Task to complete => Answer with the number of lines in the records that contain "numbers" and with nothing else.

(Stored data)
►
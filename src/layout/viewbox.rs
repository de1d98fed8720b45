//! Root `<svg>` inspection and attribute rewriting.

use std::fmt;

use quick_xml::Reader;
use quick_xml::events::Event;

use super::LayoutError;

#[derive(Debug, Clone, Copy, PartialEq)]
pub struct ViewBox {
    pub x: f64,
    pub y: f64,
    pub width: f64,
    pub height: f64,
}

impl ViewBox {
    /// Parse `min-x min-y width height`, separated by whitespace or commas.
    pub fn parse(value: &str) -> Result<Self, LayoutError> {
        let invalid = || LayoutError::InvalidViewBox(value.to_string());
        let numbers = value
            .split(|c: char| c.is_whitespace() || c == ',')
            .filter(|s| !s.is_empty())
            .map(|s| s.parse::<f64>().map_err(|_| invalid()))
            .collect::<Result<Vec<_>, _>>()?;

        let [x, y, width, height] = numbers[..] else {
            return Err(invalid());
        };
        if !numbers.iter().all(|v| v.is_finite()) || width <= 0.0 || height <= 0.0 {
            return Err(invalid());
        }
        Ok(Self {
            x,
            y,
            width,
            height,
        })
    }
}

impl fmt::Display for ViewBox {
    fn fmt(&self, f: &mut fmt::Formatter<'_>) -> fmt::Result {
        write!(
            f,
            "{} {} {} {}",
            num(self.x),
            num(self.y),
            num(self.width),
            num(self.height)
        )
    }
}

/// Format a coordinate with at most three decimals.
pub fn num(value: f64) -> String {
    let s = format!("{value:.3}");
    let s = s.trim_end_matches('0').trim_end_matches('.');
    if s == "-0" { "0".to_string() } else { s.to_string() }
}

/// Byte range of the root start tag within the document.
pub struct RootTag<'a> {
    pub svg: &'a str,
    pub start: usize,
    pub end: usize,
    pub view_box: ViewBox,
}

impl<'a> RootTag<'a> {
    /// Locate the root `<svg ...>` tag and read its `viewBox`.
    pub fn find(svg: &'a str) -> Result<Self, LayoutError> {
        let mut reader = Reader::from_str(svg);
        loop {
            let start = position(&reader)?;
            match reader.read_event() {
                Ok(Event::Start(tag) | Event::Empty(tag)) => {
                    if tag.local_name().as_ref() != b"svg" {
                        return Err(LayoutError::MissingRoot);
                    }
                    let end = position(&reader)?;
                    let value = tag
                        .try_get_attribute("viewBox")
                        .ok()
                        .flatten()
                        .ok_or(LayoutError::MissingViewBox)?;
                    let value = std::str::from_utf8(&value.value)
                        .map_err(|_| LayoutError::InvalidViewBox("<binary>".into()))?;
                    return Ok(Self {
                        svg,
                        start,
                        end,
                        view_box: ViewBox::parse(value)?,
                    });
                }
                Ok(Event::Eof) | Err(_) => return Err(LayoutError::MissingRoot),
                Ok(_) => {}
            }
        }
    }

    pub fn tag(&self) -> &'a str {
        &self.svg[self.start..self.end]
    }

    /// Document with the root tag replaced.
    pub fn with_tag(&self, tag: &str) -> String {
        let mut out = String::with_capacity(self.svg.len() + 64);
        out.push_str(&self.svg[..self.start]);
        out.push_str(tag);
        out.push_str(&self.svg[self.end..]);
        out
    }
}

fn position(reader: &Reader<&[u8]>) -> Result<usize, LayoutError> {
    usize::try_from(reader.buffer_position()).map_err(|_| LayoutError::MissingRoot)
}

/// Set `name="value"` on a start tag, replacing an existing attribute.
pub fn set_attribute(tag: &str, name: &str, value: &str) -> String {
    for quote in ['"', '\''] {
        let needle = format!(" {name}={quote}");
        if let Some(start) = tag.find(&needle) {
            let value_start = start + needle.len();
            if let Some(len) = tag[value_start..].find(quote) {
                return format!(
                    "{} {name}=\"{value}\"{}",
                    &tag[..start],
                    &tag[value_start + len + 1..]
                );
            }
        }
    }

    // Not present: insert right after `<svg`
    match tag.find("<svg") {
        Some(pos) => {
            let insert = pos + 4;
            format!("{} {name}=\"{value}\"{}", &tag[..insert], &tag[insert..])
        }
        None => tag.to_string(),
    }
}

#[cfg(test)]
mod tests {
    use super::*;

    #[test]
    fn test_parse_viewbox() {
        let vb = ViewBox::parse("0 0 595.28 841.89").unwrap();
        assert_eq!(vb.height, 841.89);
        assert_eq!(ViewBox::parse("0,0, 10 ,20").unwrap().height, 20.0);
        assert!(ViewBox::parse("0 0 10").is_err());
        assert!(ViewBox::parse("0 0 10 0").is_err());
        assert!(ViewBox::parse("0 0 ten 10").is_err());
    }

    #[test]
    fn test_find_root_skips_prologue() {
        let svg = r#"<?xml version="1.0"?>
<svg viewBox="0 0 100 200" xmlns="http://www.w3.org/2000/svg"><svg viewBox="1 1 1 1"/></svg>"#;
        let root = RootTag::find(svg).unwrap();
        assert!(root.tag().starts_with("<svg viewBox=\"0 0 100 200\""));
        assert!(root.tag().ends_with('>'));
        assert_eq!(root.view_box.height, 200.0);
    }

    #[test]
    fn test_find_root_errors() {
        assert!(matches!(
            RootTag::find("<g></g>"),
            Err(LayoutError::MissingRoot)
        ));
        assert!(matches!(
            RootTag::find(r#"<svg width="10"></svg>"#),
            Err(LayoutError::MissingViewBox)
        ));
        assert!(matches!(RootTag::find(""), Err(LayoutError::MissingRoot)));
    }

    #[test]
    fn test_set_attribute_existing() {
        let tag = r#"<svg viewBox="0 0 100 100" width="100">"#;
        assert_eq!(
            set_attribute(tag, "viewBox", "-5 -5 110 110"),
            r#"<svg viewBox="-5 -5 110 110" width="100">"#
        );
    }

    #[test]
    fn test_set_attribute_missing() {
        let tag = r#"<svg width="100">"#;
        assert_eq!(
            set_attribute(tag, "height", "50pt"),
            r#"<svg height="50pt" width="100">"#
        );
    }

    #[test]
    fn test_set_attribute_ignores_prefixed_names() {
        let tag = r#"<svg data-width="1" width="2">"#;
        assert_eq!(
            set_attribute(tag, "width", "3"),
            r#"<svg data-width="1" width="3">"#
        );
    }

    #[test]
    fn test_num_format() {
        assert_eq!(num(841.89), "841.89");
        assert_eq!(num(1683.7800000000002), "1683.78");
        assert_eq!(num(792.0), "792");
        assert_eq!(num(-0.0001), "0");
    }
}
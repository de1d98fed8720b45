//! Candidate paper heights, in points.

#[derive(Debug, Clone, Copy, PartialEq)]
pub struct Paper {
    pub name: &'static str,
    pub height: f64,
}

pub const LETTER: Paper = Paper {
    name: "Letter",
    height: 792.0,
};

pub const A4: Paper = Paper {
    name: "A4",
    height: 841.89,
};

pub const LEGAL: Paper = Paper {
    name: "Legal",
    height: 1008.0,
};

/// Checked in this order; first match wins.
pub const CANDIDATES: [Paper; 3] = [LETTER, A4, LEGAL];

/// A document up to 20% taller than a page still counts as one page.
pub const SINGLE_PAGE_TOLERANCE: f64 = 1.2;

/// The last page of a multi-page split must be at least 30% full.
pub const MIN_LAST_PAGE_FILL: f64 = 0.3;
◄
Answer space => 3